- What is being asked
Scan the entries that follow and copy out every line containing "ApplicationNotReviewable".

- Records shown
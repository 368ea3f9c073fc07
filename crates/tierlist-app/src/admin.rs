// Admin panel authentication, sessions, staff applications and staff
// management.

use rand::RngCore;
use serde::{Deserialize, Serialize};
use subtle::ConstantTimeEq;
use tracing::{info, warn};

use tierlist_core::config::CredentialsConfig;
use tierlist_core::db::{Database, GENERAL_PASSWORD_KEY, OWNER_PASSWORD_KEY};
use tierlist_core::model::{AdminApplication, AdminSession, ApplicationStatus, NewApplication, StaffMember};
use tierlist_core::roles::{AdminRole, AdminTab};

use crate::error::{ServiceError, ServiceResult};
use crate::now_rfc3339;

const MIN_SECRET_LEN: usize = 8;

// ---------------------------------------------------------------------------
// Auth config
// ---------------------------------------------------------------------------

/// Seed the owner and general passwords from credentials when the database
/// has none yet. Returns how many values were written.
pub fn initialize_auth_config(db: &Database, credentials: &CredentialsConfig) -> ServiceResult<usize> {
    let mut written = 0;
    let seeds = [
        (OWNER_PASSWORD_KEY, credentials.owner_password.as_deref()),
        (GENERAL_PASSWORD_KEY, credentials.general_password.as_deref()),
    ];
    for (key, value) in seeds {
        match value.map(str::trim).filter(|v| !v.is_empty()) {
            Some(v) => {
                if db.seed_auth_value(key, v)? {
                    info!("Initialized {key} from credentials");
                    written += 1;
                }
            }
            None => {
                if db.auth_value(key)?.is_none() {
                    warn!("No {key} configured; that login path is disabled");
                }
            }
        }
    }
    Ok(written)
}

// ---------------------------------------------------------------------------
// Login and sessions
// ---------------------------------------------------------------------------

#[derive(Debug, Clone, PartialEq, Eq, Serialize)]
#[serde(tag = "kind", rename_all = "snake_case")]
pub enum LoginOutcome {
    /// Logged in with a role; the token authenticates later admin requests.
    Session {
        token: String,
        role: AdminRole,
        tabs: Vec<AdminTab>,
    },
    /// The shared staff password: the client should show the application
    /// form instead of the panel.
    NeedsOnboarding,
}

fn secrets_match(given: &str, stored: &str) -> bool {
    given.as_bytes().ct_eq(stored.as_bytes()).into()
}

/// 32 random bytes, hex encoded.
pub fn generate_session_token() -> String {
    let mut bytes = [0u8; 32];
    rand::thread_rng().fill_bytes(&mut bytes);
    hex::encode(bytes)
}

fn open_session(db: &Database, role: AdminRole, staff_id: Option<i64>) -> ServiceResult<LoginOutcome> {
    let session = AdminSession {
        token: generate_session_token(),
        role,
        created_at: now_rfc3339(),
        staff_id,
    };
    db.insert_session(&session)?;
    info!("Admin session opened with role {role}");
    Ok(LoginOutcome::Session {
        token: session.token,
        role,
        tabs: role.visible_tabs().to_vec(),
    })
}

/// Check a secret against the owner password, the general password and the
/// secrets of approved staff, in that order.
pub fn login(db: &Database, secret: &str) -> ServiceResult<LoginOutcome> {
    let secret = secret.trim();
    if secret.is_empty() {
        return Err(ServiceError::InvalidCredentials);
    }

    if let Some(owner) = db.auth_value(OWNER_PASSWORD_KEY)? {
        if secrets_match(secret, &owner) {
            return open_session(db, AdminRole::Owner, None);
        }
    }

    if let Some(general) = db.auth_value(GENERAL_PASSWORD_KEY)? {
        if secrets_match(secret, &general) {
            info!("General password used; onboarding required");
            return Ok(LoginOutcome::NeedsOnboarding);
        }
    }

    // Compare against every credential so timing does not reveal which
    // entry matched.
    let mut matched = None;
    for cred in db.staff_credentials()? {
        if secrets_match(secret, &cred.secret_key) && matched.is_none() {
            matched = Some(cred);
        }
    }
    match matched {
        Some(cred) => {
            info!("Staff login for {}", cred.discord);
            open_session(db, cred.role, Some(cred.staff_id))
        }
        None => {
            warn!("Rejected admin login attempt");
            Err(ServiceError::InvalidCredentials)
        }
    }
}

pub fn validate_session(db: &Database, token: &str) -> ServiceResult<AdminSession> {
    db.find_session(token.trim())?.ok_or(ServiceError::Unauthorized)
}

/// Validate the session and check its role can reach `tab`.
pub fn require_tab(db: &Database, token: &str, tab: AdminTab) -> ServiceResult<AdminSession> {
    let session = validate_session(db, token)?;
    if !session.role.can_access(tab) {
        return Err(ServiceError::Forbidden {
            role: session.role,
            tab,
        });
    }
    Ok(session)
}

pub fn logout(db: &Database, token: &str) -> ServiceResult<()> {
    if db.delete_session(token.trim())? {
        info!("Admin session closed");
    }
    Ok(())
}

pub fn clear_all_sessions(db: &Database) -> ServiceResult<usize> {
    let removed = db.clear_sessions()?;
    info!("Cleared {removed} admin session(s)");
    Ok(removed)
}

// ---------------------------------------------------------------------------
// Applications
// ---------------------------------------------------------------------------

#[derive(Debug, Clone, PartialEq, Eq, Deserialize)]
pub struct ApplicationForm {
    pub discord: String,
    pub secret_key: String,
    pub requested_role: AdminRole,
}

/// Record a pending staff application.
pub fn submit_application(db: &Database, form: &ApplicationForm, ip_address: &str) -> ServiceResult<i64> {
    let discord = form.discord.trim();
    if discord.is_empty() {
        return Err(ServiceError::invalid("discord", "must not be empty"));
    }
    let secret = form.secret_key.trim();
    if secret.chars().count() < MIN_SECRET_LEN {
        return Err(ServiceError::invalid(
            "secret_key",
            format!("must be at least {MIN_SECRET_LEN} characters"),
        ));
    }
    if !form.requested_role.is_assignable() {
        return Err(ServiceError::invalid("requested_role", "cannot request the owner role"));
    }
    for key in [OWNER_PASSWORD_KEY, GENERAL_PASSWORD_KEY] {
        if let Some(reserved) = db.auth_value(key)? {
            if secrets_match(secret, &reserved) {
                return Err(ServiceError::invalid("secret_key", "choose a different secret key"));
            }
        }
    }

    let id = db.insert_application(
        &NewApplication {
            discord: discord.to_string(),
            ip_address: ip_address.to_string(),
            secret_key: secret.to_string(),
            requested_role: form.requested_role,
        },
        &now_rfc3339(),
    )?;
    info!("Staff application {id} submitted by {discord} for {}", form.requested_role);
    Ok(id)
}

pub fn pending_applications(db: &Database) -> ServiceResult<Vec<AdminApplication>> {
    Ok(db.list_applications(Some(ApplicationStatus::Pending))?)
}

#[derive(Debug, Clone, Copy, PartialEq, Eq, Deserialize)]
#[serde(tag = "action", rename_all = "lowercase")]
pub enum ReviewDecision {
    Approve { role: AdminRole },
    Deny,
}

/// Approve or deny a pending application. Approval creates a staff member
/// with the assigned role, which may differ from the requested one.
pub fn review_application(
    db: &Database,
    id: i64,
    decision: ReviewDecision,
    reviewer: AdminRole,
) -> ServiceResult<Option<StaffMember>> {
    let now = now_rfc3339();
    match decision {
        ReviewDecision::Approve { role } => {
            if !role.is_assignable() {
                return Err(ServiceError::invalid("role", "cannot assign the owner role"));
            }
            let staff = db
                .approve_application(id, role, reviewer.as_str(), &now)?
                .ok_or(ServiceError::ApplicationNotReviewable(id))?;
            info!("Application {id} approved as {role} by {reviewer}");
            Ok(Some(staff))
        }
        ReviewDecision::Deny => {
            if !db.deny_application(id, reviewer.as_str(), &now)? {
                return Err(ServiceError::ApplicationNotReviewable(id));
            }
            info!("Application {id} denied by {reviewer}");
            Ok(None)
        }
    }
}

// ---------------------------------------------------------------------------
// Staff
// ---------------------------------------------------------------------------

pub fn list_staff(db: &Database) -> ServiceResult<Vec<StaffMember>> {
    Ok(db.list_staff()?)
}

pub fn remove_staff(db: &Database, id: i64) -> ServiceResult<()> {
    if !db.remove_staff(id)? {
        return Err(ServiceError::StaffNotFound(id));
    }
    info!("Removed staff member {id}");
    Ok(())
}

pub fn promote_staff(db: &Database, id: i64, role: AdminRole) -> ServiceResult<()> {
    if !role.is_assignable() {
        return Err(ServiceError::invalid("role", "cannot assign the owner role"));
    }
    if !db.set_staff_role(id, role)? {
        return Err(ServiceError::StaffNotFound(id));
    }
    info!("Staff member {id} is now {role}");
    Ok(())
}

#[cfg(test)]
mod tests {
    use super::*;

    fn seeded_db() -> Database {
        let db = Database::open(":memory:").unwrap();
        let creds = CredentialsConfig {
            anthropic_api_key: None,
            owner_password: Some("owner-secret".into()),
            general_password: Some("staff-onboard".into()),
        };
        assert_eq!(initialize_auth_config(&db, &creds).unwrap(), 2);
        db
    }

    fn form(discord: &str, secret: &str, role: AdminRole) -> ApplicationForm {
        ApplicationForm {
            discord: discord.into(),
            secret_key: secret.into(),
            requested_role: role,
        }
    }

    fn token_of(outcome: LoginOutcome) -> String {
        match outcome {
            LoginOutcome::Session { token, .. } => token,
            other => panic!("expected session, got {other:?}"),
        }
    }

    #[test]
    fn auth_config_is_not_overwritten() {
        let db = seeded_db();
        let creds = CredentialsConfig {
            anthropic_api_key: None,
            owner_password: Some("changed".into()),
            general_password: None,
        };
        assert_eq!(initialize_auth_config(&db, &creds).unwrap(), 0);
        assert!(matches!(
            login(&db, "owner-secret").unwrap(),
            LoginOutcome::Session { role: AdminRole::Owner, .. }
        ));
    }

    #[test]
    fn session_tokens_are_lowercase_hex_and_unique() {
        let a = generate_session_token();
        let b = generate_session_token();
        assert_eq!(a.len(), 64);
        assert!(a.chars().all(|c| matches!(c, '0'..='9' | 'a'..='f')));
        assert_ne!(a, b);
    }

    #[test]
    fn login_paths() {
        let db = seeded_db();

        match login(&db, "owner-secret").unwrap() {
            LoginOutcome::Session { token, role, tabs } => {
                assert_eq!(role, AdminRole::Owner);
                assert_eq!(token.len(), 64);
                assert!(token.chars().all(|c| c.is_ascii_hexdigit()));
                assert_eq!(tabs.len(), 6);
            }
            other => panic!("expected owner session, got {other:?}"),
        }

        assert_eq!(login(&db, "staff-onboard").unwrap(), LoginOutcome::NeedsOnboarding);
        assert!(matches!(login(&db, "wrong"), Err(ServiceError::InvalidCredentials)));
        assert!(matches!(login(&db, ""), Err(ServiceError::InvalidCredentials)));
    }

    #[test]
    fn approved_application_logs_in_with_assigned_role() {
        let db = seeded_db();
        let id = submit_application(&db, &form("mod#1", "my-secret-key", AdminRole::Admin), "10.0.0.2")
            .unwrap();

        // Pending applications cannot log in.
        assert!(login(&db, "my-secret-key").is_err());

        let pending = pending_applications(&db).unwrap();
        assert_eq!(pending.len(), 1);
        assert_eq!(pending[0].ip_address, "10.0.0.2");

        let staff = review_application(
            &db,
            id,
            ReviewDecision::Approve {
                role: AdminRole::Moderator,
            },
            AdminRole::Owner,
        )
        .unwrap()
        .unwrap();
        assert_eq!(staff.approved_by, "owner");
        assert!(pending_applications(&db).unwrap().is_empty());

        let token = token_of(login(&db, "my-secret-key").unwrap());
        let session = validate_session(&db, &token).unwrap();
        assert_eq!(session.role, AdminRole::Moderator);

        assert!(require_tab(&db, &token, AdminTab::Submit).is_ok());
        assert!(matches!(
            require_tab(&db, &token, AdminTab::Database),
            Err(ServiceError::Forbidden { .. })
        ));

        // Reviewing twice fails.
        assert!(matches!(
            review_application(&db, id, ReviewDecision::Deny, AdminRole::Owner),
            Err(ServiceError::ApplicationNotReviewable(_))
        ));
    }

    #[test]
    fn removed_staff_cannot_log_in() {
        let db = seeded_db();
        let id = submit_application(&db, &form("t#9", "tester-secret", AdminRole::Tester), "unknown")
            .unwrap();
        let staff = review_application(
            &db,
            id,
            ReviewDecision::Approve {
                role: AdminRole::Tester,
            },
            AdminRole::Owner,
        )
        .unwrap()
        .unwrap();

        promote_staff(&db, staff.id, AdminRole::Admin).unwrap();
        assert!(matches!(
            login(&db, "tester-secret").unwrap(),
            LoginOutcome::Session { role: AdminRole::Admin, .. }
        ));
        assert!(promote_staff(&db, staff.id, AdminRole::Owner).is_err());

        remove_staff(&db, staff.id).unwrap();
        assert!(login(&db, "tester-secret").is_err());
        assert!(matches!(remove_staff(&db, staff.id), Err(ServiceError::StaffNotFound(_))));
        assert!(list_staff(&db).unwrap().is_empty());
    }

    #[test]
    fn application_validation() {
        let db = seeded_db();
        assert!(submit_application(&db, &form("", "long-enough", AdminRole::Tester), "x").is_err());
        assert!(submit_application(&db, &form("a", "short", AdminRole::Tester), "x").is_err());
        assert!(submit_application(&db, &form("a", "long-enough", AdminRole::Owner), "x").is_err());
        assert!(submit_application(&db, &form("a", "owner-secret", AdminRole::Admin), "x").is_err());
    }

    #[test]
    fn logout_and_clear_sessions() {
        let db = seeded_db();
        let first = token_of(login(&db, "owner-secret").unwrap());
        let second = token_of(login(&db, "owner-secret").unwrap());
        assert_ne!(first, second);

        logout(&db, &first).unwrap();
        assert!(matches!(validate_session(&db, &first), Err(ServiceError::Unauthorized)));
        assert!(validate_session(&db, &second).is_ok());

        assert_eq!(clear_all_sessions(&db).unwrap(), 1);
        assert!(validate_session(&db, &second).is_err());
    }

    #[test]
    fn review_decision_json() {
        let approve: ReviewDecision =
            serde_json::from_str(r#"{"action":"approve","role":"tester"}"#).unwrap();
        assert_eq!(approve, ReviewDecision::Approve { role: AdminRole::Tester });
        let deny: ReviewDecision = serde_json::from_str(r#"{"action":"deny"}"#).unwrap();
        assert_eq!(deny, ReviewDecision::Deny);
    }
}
---
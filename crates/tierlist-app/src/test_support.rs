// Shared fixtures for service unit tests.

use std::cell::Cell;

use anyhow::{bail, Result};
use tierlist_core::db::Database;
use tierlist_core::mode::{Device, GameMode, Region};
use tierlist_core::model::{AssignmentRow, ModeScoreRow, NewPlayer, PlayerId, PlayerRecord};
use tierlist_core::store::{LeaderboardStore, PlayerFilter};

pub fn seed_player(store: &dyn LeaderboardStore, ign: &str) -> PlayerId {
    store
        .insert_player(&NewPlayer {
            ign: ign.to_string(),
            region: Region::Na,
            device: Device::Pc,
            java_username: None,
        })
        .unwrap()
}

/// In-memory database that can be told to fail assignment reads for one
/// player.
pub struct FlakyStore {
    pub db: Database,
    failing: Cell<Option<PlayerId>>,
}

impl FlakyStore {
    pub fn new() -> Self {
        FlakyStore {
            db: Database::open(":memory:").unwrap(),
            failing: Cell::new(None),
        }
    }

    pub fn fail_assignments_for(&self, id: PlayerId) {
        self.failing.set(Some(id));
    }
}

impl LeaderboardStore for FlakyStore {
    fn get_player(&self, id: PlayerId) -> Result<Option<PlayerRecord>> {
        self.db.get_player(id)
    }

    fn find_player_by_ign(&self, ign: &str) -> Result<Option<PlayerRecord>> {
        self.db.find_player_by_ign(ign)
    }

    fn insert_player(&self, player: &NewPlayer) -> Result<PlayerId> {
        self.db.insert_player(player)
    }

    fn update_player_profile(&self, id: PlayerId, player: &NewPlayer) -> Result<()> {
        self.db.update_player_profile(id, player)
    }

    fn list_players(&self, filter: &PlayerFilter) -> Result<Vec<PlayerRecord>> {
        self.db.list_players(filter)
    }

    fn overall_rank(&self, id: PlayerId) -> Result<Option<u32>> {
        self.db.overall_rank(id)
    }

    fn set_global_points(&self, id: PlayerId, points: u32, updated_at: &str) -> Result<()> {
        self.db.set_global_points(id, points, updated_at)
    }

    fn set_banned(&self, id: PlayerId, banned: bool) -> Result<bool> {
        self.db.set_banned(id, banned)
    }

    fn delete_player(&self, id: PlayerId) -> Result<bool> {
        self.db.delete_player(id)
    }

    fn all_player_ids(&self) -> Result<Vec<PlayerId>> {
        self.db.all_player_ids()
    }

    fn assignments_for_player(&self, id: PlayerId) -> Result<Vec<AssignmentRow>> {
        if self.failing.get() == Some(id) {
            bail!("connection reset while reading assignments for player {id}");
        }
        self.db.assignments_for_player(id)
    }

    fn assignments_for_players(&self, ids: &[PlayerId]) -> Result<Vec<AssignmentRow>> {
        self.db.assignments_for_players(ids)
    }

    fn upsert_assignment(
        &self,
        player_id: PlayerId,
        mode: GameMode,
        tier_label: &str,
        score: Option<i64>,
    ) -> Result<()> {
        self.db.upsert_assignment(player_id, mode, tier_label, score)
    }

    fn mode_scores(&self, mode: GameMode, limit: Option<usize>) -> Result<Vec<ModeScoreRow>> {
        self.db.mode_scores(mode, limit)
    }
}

- Worked solution
                .ok_or(ServiceError::ApplicationNotReviewable(id))?;
                return Err(ServiceError::ApplicationNotReviewable(id));
            Err(ServiceError::ApplicationNotReviewable(_))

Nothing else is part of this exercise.